Она приложила палец к его губам. «Вы архитектор, — поправила его Вероника, — вы художник, и вообще — все это совершенно неважно. Я вас тоже люблю, — она покраснела, — нежно, — и опустила глаза. Ресницы у нее были длинные, темные, и на них блестели капельки воды.
— Вероника, — он прижался губами к ее руке, — Вероника, милая моя…
Дождь усилился. Они все стояли на дорожке, обнимая друг друга. Франческо, целуя ее, тихо сказал: «Когда закончится траур, я приду к твоему отцу и сделаю предложение. Страшно, конечно… — он едва слышно рассмеялся, — но я уже не боюсь».
— Папа тебя уважает, — задумчиво ответила Вероника. Они были почти одного роста, оба высокие. Девушка, прижавшись к нему, повторила: «Уважает. Когда мы были на выставке, он сказал, что у тебя большой талант. Папа хорошо в искусстве разбирается, хотя, — девушка хихикнула, — конечно, по нему и не скажешь. Он в прошлом году купил картину мистера Тернера, и сказал, что за этим художником будущее».
— Он совершенно прав, — согласился Франческо. «Тернер — гений, дорогая моя, мы еще увидим его взлет, поверь мне».
— Ты тоже гений, — просто сказала Вероника. «Не спорь со мной, для меня ты всегда будешь самым великим». Дождь шуршал в кронах деревьев. Франческо прошептал: «Я напишу твой портрет, обязательно. Сразу после свадьбы. Буду работать, а ты мне будешь читать стихи. Шекспира, Байрона…»
— Буду, — счастливо согласилась Вероника и озабоченно обернулась: «Мне пора. Пиши мне, пиши, обязательно!»
— Каждый день, — Франческо поцеловал ее, — глубоко, нежно, — а потом она побежала к тиру. На песке дорожки остались следы ее туфель. Он решил: «Такая и будет картина. Она будет стоять у реки, как нимфа, с распущенными волосами. Все вокруг будет зеленым, влажным, и она будет смотреть на меня через плечо. Как сейчас… — Вероника остановилась. Взглянув на него, помахав рукой, девушка что-то прошептала.
— Я тоже, — Франческо увидел, как она заходит в тир. Постояв немного, улыбаясь, он пошел к выходу из парка.
— Прогуляюсь, — он спрятал руки в карманы. «Хочу подумать о ней». На Слоан-стрит он услышал знакомый голос: «Кузен Франческо!»
— Маркиза де Монтреваль, — поклонился он. Элиза держала за руку сын.
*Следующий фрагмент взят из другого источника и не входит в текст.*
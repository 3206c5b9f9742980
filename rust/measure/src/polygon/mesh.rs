// This Source Code Form is subject to the terms of the Mozilla Public
// License, v. 2.0. If a copy of the MPL was not distributed with this
// file, You can obtain one at https://mozilla.org/MPL/2.0/.

//! Projection of polygon corners into the sweep plane and recovery of
//! boundary edges in the triangulation.
//!
//! The corners are projected onto the tangent plane through the polygon
//! center and scaled into the unit disk. The Delaunay triangulation of a
//! concave polygon may miss boundary edges; those are recovered by
//! inserting the points where the triangulation crosses the missing edge
//! and sweeping again, a bounded number of times.

use nalgebra::{Point2, Point3, Vector3};
use planet_measure_delaunay::{Site, Triangle, VoronoiGenerator};

/// Fuzzy band around polygon edges for the interior test, in projected
/// disk coordinates.
const EDGE_BAND: f64 = 0.001;

/// Relative distance to segment endpoints below which an intersection is
/// discarded, keeping recovery clear of near-degenerate splits.
const SAFETY_BAND: f64 = 0.01;

/// Edge recovery gives up after this many sweeps.
const MAX_EDGE_RECOVERY: u32 = 5;

/// The tangent-plane coordinate frame of one polygon computation.
#[derive(Debug, Clone)]
pub(crate) struct Projection {
    /// Point where the plane touches the sphere.
    pub middle: Point3<f64>,
    /// Outward unit normal through the polygon center.
    pub normal: Vector3<f64>,
    pub east: Vector3<f64>,
    pub north: Vector3<f64>,
    /// Scale that maps plane coordinates into the unit disk, with a 1.2
    /// margin; breakpoint arithmetic turns unstable near the horizon.
    pub max_dist: f64,
    pub radius: f64,
}

impl Projection {
    /// Builds the frame for the given heighted corner positions, or
    /// `None` when the polygon spans a hemisphere or more.
    pub fn new(positions: &[Point3<f64>], radius: f64) -> Option<Self> {
        let mut centroid = Vector3::zeros();
        for p in positions {
            centroid += p.coords / positions.len() as f64;
        }

        let mut dist = 0.0f64;
        for p in positions {
            dist = dist.max((p.coords - centroid).norm());
        }
        if dist >= radius {
            return None;
        }
        let max_dist = 1.2 * dist * radius / (radius * radius - dist * dist).sqrt();
        if !(max_dist > 0.0) || !max_dist.is_finite() {
            return None;
        }

        let normal = centroid.normalize();
        let north = if normal.y != 0.0 && normal.x * normal.x + normal.z * normal.z > 0.0 {
            let y_north = (normal.x * normal.x + normal.z * normal.z) / normal.y;
            if y_north < 0.0 {
                // Southern hemisphere, keep the frame's y axis pointing up.
                Vector3::new(normal.x, -y_north, normal.z).normalize()
            } else {
                Vector3::new(-normal.x, y_north, -normal.z).normalize()
            }
        } else if normal.y == 0.0 {
            Vector3::y()
        } else {
            // Exactly at a pole; any horizontal direction serves as north.
            Vector3::z()
        };
        let east = -normal.cross(&north);

        Some(Self {
            middle: Point3::from(normal * radius),
            normal,
            east,
            north,
            max_dist,
            radius,
        })
    }

    /// Plane coordinates of a corner position, in units of `max_dist`.
    pub fn project(&self, p: &Point3<f64>) -> Point2<f64> {
        let denom = self.normal.dot(&p.coords);
        let k = self.normal.dot(&self.middle.coords) / denom;
        let rel = p.coords * k - self.middle.coords;
        Point2::new(
            self.east.dot(&rel) / self.max_dist,
            self.north.dot(&rel) / self.max_dist,
        )
    }

    /// The point on the body sphere under a plane coordinate.
    pub fn lift(&self, s: Point2<f64>) -> Point3<f64> {
        let v = self.middle.coords + self.max_dist * (s.x * self.east + s.y * self.north);
        Point3::from(v.normalize() * self.radius)
    }
}

/// Projects corner positions into sites, filtering consecutive duplicate
/// positions and assigning sequential addresses. `None` when any
/// projected coordinate is not finite.
pub(crate) fn project_corners(
    proj: &Projection,
    positions: &[Point3<f64>],
) -> Option<Vec<Site>> {
    let mut corners = Vec::with_capacity(positions.len());
    let mut last: Option<Point3<f64>> = None;
    let mut addr = 0u16;
    for p in positions {
        if last.map_or(false, |l| l == *p) {
            continue;
        }
        let s = proj.project(p);
        if !s.x.is_finite() || !s.y.is_finite() {
            return None;
        }
        corners.push(Site::new(s.x, s.y, addr));
        last = Some(*p);
        addr += 1;
    }
    Some(corners)
}

/// Half-line crossing test with a fuzzy band on near-edge cases.
pub(crate) fn point_in_polygon(corners: &[Site], p: Point2<f64>) -> bool {
    let n = corners.len();
    if n < 3 {
        return false;
    }
    let mut inside = false;
    let mut j = n - 1;
    for i in 0..n {
        let ci = &corners[i];
        let cj = &corners[j];
        if (ci.y > p.y) != (cj.y > p.y) {
            let cross_x = (cj.x - ci.x) * (p.y - ci.y) / (cj.y - ci.y) + ci.x;
            if p.x < cross_x || (p.x - cross_x).abs() < EDGE_BAND {
                inside = !inside;
            }
        }
        j = i;
    }
    inside
}

/// Intersection of segments `s1..s2` and `s3..s4` in closed form.
///
/// Rejects intersections within [`SAFETY_BAND`] relative distance of any
/// endpoint, and any configuration the slope-intercept arithmetic cannot
/// express (vertical segments, endpoints on an axis).
pub(crate) fn segment_intersection(
    s1: &Site,
    s2: &Site,
    s3: &Site,
    s4: &Site,
) -> Option<Point2<f64>> {
    // The relative endpoint test below divides by every coordinate.
    if s1.x == 0.0
        || s2.x == 0.0
        || s3.x == 0.0
        || s4.x == 0.0
        || s1.y == 0.0
        || s2.y == 0.0
        || s3.y == 0.0
        || s4.y == 0.0
    {
        return None;
    }

    let m1 = (s2.y - s1.y) / (s2.x - s1.x);
    let c1 = s1.y - m1 * s1.x;
    let m2 = (s4.y - s3.y) / (s4.x - s3.x);
    let c2 = s3.y - m2 * s3.x;

    if m1 == m2 {
        return None;
    }
    let x = (c2 - c1) / (m1 - m2);
    let y = m1 * x + c1;

    let on_both = (s1.x > x) != (s2.x > x)
        && (s3.x > x) != (s4.x > x)
        && (s1.y > y) != (s2.y > y)
        && (s3.y > y) != (s4.y > y);
    if !on_both {
        return None;
    }

    let clear = |s: &Site| {
        ((s.x - x) / s.x).abs() > SAFETY_BAND || ((s.y - y) / s.y).abs() > SAFETY_BAND
    };
    if clear(s1) && clear(s2) && clear(s3) && clear(s4) {
        Some(Point2::new(x, y))
    } else {
        None
    }
}

pub(crate) struct MeshOutcome {
    pub triangles: Vec<Triangle>,
    /// Whether every boundary edge ended up in the triangulation.
    pub edges_ok: bool,
    pub iterations: u32,
}

/// Triangulates the corner ring and recovers missing boundary edges.
///
/// Each iteration sweeps the current ring, checks that every pair of
/// cyclically adjacent addresses shares a Delaunay edge, and otherwise
/// splices the crossing points of each missing edge into the ring for
/// the next sweep. `corners` holds the final ring afterwards.
pub(crate) fn build_mesh(corners: &mut Vec<Site>) -> MeshOutcome {
    let mut voronoi = VoronoiGenerator::new();
    let mut triangles = Vec::new();
    let mut edges_ok = false;
    let mut iterations = 0;

    while !edges_ok && iterations < MAX_EDGE_RECOVERY {
        iterations += 1;

        voronoi.parse(corners);
        triangles = voronoi.triangles().to_vec();

        let n = corners.len();
        let mut found = vec![false; n];
        for (a, b) in voronoi.delaunay_edges() {
            let lo = a.addr.min(b.addr) as usize;
            let hi = a.addr.max(b.addr) as usize;
            if hi == lo + 1 {
                found[lo] = true;
            } else if lo == 0 && hi == n - 1 {
                found[n - 1] = true;
            }
        }
        if found.iter().all(|&f| f) {
            edges_ok = true;
            break;
        }

        // Collect the triangulation's crossings of every missing edge,
        // ordered outward from the edge's first corner.
        let mut added: Vec<Vec<(f64, Point2<f64>)>> = vec![Vec::new(); n];
        let mut any = false;
        for i in 0..n {
            if found[i] {
                continue;
            }
            let s1 = corners[i];
            let s2 = corners[(i + 1) % n];
            for (a, b) in voronoi.delaunay_edges() {
                if let Some(p) = segment_intersection(&s1, &s2, a, b) {
                    let t = (p - s1.position()).norm_squared();
                    added[i].push((t, p));
                    any = true;
                }
            }
        }
        if !any {
            break;
        }

        // Splice the crossings into the ring and re-address it.
        let mut merged: Vec<Point2<f64>> = Vec::with_capacity(n + 4);
        for (i, crossings) in added.iter_mut().enumerate() {
            merged.push(corners[i].position());
            crossings.sort_by(|a, b| a.0.total_cmp(&b.0));
            for (_, p) in crossings.iter() {
                if merged.last() != Some(p) {
                    merged.push(*p);
                }
            }
        }
        *corners = merged
            .iter()
            .enumerate()
            .map(|(i, p)| Site::new(p.x, p.y, i as u16))
            .collect();
    }

    if !edges_ok {
        log::warn!(
            "area calculation can be false: concave or self-intersecting polygon, \
             check the triangulation mesh"
        );
    }

    MeshOutcome {
        triangles,
        edges_ok,
        iterations,
    }
}

#[cfg(test)]
mod tests {
    use super::*;
    use approx::assert_relative_eq;

    fn square_sites() -> Vec<Site> {
        vec![
            Site::new(0.1, 0.1, 0),
            Site::new(0.9, 0.1, 1),
            Site::new(0.9, 0.9, 2),
            Site::new(0.1, 0.9, 3),
        ]
    }

    #[test]
    fn interior_test_square() {
        let sq = square_sites();
        assert!(point_in_polygon(&sq, Point2::new(0.5, 0.5)));
        assert!(!point_in_polygon(&sq, Point2::new(1.5, 0.5)));
        assert!(!point_in_polygon(&sq, Point2::new(0.5, -0.2)));
    }

    #[test]
    fn interior_test_is_orientation_independent() {
        let mut sq = square_sites();
        sq.reverse();
        assert!(point_in_polygon(&sq, Point2::new(0.5, 0.5)));
        assert!(!point_in_polygon(&sq, Point2::new(-0.5, 0.5)));
    }

    #[test]
    fn crossing_segments_intersect() {
        let p = segment_intersection(
            &Site::new(0.1, 0.1, 0),
            &Site::new(0.9, 0.9, 1),
            &Site::new(0.1, 0.9, 2),
            &Site::new(0.9, 0.1, 3),
        )
        .expect("diagonals cross");
        assert_relative_eq!(p.x, 0.5, epsilon = 1e-12);
        assert_relative_eq!(p.y, 0.5, epsilon = 1e-12);
    }

    #[test]
    fn disjoint_segments_do_not_intersect() {
        assert!(segment_intersection(
            &Site::new(0.1, 0.1, 0),
            &Site::new(0.2, 0.2, 1),
            &Site::new(0.8, 0.1, 2),
            &Site::new(0.9, 0.3, 3),
        )
        .is_none());
    }

    #[test]
    fn near_endpoint_intersections_are_rejected() {
        // Crossing within 1% of an endpoint falls into the safety band.
        assert!(segment_intersection(
            &Site::new(0.5, 0.1, 0),
            &Site::new(0.5004, 0.9, 1),
            &Site::new(0.1, 0.1001, 2),
            &Site::new(0.9, 0.1002, 3),
        )
        .is_none());
    }

    #[test]
    fn convex_ring_recovers_in_one_iteration() {
        let mut corners = square_sites();
        let outcome = build_mesh(&mut corners);
        assert!(outcome.edges_ok);
        assert_eq!(outcome.iterations, 1);
        assert_eq!(outcome.triangles.len(), 2);
        assert_eq!(corners.len(), 4);
    }

    #[test]
    fn projection_round_trips_the_center() {
        let positions = [
            Point3::new(0.1, 0.1, 1.0),
            Point3::new(-0.1, 0.1, 1.0),
            Point3::new(-0.1, -0.1, 1.0),
            Point3::new(0.1, -0.1, 1.0),
        ];
        let proj = Projection::new(&positions, 1.0).expect("fits in a hemisphere");
        // The basis is right-handed and orthonormal.
        assert_relative_eq!(proj.east.norm(), 1.0, epsilon = 1e-9);
        assert_relative_eq!(proj.north.norm(), 1.0, epsilon = 1e-9);
        assert_relative_eq!(proj.east.dot(&proj.north), 0.0, epsilon = 1e-9);
        assert_relative_eq!(proj.east.dot(&proj.normal), 0.0, epsilon = 1e-9);

        let lifted = proj.lift(Point2::new(0.0, 0.0));
        assert_relative_eq!((lifted - proj.middle).norm(), 0.0, epsilon = 1e-9);
    }

    #[test]
    fn oversize_polygon_is_rejected() {
        let positions = [
            Point3::new(0.0, 0.0, 1.0),
            Point3::new(0.1, 0.0, 1.0),
            Point3::new(0.0, 0.0, -1.0),
        ];
        assert!(Projection::new(&positions, 1.0).is_none());
    }
}
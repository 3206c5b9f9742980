// This Source Code Form is subject to the terms of the Mozilla Public
// License, v. 2.0. If a copy of the MPL was not distributed with this
// file, You can obtain one at https://mozilla.org/MPL/2.0/.

//! Toolkit settings.

use serde::{Deserialize, Serialize};

use crate::error::{Error, Result};

/// Tunables for all measurement tools.
///
/// Every field has a documented range checked by [`Settings::validate`];
/// construction itself never fails so partially configured settings can
/// be deserialized and fixed up before use.
#[derive(Debug, Clone, Copy, PartialEq, Serialize, Deserialize)]
#[serde(default, rename_all = "camelCase")]
pub struct Settings {
    /// Maximum tolerated multiplicative terrain variation along a refined
    /// edge. Must be at least 1.
    pub height_diff: f64,

    /// Outer refinement iterations per polygon computation. At least 1.
    pub max_attempt: u32,

    /// Global refinement point budget. Must cover at least the polygon
    /// corner count.
    pub max_points: usize,

    /// Minimum triangle angle in degrees, strictly between 0 and 60.
    pub sleekness: u32,

    /// Samples per segment for the path and ellipse tools.
    pub num_samples: usize,

    /// Multiplier applied to every height the terrain oracle returns.
    pub height_scale: f64,
}

impl Default for Settings {
    fn default() -> Self {
        Self {
            height_diff: 1.002,
            max_attempt: 10,
            max_points: 1000,
            sleekness: 15,
            num_samples: 256,
            height_scale: 1.0,
        }
    }
}

impl Settings {
    /// Checks every field against its documented range.
    pub fn validate(&self) -> Result<()> {
        if !(self.height_diff >= 1.0) {
            return Err(Error::InvalidSetting {
                name: "heightDiff",
                value: self.height_diff,
                allowed: ">= 1.0",
            });
        }
        if self.max_attempt < 1 {
            return Err(Error::InvalidSetting {
                name: "maxAttempt",
                value: f64::from(self.max_attempt),
                allowed: ">= 1",
            });
        }
        if self.max_points == 0 || self.max_points > usize::from(u16::MAX) {
            return Err(Error::InvalidSetting {
                name: "maxPoints",
                value: self.max_points as f64,
                allowed: "1..=65535",
            });
        }
        if self.sleekness == 0 || self.sleekness >= 60 {
            return Err(Error::InvalidSetting {
                name: "sleekness",
                value: f64::from(self.sleekness),
                allowed: "1..=59 degrees",
            });
        }
        if self.num_samples < 2 {
            return Err(Error::InvalidSetting {
                name: "numSamples",
                value: self.num_samples as f64,
                allowed: ">= 2",
            });
        }
        if !(self.height_scale.is_finite() && self.height_scale > 0.0) {
            return Err(Error::InvalidSetting {
                name: "heightScale",
                value: self.height_scale,
                allowed: "finite and positive",
            });
        }
        Ok(())
    }
}

#[cfg(test)]
mod tests {
    use super::*;

    #[test]
    fn defaults_are_valid() {
        assert!(Settings::default().validate().is_ok());
    }

    #[test]
    fn out_of_range_fields_are_rejected() {
        let mut s = Settings::default();
        s.height_diff = 0.9;
        assert!(s.validate().is_err());

        let mut s = Settings::default();
        s.sleekness = 60;
        assert!(s.validate().is_err());

        let mut s = Settings::default();
        s.max_attempt = 0;
        assert!(s.validate().is_err());
    }

    #[test]
    fn nan_height_diff_is_rejected() {
        let mut s = Settings::default();
        s.height_diff = f64::NAN;
        assert!(s.validate().is_err());
    }

    #[test]
    fn unknown_keys_are_ignored() {
        let s: Settings =
            serde_json::from_str(r#"{"heightDiff": 1.01, "somethingElse": true}"#).unwrap();
        assert_eq!(s.height_diff, 1.01);
        assert_eq!(s.max_attempt, 10);
    }
}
Жан звонко сказал: «Дядя Франческо, мы в замок едем!»
— Я знаю, милый, — Франческо потрепал его по русоволосой голове. Элиза была в сером, дорожном рединготе. Отведя его в сторону, женщина вздохнула: «Мне Жюль написал из Лидса. Мне очень, очень жаль. Передайте, пожалуйста, мои искренние соболезнования Рэйчел. Вы когда на север?»
— Уже на следующей неделе, — Франческо помог ей сесть в наемный экипаж. Элиза, зорко глядя на него зелеными, материнскими глазами, попросила: «Пишите нам. Как стройка идет, как восстанавливают мануфактуру…, Непременно пишите. И вот еще что…, Я вам хотела это в Мейденхед послать, но раз мы встретились, — она достала из бархатного мешочка конверт с вензелем.